Required work » From the first line to the last, print the data exactly as written.

(Collected data)

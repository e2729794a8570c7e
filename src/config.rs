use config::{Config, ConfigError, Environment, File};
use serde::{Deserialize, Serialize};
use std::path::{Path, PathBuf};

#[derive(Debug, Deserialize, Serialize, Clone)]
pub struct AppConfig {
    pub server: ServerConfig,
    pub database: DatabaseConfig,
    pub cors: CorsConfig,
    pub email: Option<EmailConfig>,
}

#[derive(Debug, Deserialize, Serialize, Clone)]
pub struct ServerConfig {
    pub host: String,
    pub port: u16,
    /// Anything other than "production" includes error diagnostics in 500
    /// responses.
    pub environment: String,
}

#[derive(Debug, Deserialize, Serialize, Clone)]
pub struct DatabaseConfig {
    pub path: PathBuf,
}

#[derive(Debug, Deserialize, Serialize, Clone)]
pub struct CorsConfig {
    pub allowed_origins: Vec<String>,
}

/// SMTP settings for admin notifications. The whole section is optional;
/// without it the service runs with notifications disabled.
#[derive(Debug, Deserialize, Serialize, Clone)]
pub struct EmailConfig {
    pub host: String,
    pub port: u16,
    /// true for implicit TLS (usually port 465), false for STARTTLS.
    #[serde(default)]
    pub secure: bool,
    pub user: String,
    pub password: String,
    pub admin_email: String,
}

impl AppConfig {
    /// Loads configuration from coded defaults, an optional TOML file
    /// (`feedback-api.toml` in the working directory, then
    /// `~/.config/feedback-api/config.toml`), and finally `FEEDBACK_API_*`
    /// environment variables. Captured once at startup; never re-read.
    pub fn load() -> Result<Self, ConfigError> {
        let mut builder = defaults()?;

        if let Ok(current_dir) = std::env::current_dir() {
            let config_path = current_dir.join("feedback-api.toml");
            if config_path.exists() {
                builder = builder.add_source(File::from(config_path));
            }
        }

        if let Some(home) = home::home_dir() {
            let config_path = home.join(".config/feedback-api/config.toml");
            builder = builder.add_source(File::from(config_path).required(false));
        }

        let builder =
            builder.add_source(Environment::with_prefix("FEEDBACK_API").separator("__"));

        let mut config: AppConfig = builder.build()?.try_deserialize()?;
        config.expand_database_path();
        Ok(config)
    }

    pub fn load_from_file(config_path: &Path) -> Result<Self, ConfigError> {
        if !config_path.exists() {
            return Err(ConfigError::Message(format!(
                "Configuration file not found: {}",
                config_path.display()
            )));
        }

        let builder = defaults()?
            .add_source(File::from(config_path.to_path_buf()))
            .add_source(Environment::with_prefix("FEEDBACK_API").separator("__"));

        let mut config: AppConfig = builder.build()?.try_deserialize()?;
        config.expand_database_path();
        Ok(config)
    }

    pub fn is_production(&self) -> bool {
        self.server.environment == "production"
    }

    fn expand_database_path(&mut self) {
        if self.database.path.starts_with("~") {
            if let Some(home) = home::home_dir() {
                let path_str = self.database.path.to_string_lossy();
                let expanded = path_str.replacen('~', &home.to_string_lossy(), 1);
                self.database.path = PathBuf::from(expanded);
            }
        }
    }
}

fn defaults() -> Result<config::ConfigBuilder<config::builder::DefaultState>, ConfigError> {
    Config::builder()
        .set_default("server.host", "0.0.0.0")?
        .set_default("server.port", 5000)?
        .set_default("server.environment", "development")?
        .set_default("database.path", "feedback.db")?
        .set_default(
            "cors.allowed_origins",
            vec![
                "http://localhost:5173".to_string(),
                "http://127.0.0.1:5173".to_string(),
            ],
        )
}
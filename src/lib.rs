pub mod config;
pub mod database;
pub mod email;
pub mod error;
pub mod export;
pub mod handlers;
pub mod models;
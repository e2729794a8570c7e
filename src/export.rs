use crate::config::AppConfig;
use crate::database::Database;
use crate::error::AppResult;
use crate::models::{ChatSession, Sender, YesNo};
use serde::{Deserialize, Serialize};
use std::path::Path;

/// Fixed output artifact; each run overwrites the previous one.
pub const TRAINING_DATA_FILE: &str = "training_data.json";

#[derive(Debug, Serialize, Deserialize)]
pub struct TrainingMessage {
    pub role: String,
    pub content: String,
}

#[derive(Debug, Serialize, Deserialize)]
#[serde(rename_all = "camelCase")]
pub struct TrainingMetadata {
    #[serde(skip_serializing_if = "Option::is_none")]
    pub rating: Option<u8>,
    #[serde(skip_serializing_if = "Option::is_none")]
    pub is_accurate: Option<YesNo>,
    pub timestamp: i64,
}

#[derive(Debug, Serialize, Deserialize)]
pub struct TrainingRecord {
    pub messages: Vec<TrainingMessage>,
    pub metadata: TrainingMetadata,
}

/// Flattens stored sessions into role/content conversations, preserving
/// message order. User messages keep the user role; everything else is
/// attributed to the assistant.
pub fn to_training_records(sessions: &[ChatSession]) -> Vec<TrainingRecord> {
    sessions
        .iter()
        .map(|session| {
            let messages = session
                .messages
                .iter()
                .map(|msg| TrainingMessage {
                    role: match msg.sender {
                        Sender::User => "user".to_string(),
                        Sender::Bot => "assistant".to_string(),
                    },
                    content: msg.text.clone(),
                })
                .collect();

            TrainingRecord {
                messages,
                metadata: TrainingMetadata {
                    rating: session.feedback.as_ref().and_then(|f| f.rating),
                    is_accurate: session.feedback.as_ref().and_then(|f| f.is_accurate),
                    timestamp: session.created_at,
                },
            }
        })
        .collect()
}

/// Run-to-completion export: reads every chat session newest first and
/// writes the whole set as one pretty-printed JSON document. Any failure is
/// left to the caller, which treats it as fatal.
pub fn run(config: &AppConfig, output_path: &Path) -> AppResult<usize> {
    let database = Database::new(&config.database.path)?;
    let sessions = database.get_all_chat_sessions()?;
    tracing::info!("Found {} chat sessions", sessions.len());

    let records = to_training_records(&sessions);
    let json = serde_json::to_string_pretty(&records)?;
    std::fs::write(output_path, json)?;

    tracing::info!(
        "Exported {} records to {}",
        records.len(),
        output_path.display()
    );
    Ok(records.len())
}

Answer »
repository e2729794a8570c7e
filename src/config.rs
use config::{Config, ConfigError, Environment, File};
use serde::{Deserialize, Serialize};
use std::path::{Path, PathBuf};

#[derive(Debug, Deserialize, Serialize, Clone)]
pub struct AppConfig {
    pub server: ServerConfig,
    pub database: DatabaseConfig,
    pub cors: CorsConfig,
    pub email: Option<EmailConfig>,
}

#[derive(Debug, Deserialize, Serialize, Clone)]
pub struct ServerConfig {
    pub host: String,
    pub port: u16,
    /// Anything other than "production" includes error diagnostics in 500
    /// responses.
    pub environment: String,
}

#[derive(Debug, Deserialize, Serialize, Clone)]
pub struct DatabaseConfig {
    pub path: PathBuf,
}

#[derive(Debug, Deserialize, Serialize, Clone)]
pub struct CorsConfig {
    pub allowed_origins: Vec<String>,
}

/// SMTP settings for admin notifications. The whole section is optional;
/// without it the service runs with notifications disabled.
#[derive(Debug, Deserialize, Serialize, Clone)]
pub struct EmailConfig {
    pub host: String,
    pub port: u16,
    /// true for implicit TLS (usually port 465), false for STARTTLS.
    #[serde(default)]
    pub secure: bool,
    pub user: String,
    pub password: String,
    pub admin_email: String,
}

impl AppConfig {
    /// Loads configuration from coded defaults, an optional TOML file
    /// (`feedback-api.toml` in the working directory, then
    /// `~/.config/feedback-api/config.toml`), and finally `FEEDBACK_API_*`
    /// environment variables. Captured once at startup; never re-read.
    pub fn load() -> Result<Self, ConfigError> {
        let mut builder = defaults()?;

        if let Ok(current_dir) = std::env::current_dir() {
            let config_path = current_dir.join("feedback-api.toml");
            if config_path.exists() {
                builder = builder.add_source(File::from(config_path));
            }
        }

        if let Some(home) = home::home_dir() {
            let config_path = home.join(".config/feedback-api/config.toml");
            builder = builder.add_source(File::from(config_path).required(false));
        }

        let builder =
            builder.add_source(Environment::with_prefix("FEEDBACK_API").separator("__"));

        let mut config: AppConfig = builder.build()?.try_deserialize()?;
        config.expand_database_path();
        Ok(config)
    }

    pub fn load_from_file(config_path: &Path) -> Result<Self, ConfigError> {
        if !config_path.exists() {
            return Err(ConfigError::Message(format!(
                "Configuration file not found: {}",
                config_path.display()
            )));
        }

        let builder = defaults()?
            .add_source(File::from(config_path.to_path_buf()))
            .add_source(Environment::with_prefix("FEEDBACK_API").separator("__"));

        let mut config: AppConfig = builder.build()?.try_deserialize()?;
        config.expand_database_path();
        Ok(config)
    }

    pub fn is_production(&self) -> bool {
        self.server.environment == "production"
    }

    fn expand_database_path(&mut self) {
        if self.database.path.starts_with("~") {
            if let Some(home) = home::home_dir() {
                let path_str = self.database.path.to_string_lossy();
                let expanded = path_str.replacen('~', &home.to_string_lossy(), 1);
                self.database.path = PathBuf::from(expanded);
            }
        }
    }
}

fn defaults() -> Result<config::ConfigBuilder<config::builder::DefaultState>, ConfigError> {
    Config::builder()
        .set_default("server.host", "0.0.0.0")?
        .set_default("server.port", 5000)?
        .set_default("server.environment", "development")?
        .set_default("database.path", "feedback.db")?
        .set_default(
            "cors.allowed_origins",
            vec![
                "http://localhost:5173".to_string(),
                "http://127.0.0.1:5173".to_string(),
            ],
        )
}
filename src/lib.rs
pub mod config;
pub mod database;
pub mod email;
pub mod error;
pub mod export;
pub mod handlers;
pub mod models;
repository e2729794a8570c7e
filename src/export.rs
use crate::config::AppConfig;
use crate::database::Database;
use crate::error::AppResult;
use crate::models::{ChatSession, Sender, YesNo};
use serde::{Deserialize, Serialize};
use std::path::Path;

/// Fixed output artifact; each run overwrites the previous one.
pub const TRAINING_DATA_FILE: &str = "training_data.json";

#[derive(Debug, Serialize, Deserialize)]
pub struct TrainingMessage {
    pub role: String,
    pub content: String,
}

#[derive(Debug, Serialize, Deserialize)]
#[serde(rename_all = "camelCase")]
pub struct TrainingMetadata {
    #[serde(skip_serializing_if = "Option::is_none")]
    pub rating: Option<u8>,
    #[serde(skip_serializing_if = "Option::is_none")]
    pub is_accurate: Option<YesNo>,
    pub timestamp: i64,
}

#[derive(Debug, Serialize, Deserialize)]
pub struct TrainingRecord {
    pub messages: Vec<TrainingMessage>,
    pub metadata: TrainingMetadata,
}

/// Flattens stored sessions into role/content conversations, preserving
/// message order. User messages keep the user role; everything else is
/// attributed to the assistant.
pub fn to_training_records(sessions: &[ChatSession]) -> Vec<TrainingRecord> {
    sessions
        .iter()
        .map(|session| {
            let messages = session
                .messages
                .iter()
                .map(|msg| TrainingMessage {
                    role: match msg.sender {
                        Sender::User => "user".to_string(),
                        Sender::Bot => "assistant".to_string(),
                    },
                    content: msg.text.clone(),
                })
                .collect();

            TrainingRecord {
                messages,
                metadata: TrainingMetadata {
                    rating: session.feedback.as_ref().and_then(|f| f.rating),
                    is_accurate: session.feedback.as_ref().and_then(|f| f.is_accurate),
                    timestamp: session.created_at,
                },
            }
        })
        .collect()
}

/// Run-to-completion export: reads every chat session newest first and
/// writes the whole set as one pretty-printed JSON document. Any failure is
/// left to the caller, which treats it as fatal.
pub fn run(config: &AppConfig, output_path: &Path) -> AppResult<usize> {
    let database = Database::new(&config.database.path)?;
    let sessions = database.get_all_chat_sessions()?;
    tracing::info!("Found {} chat sessions", sessions.len());

    let records = to_training_records(&sessions);
    let json = serde_json::to_string_pretty(&records)?;
    std::fs::write(output_path, json)?;

    tracing::info!(
        "Exported {} records to {}",
        records.len(),
        output_path.display()
    );
    Ok(records.len())
}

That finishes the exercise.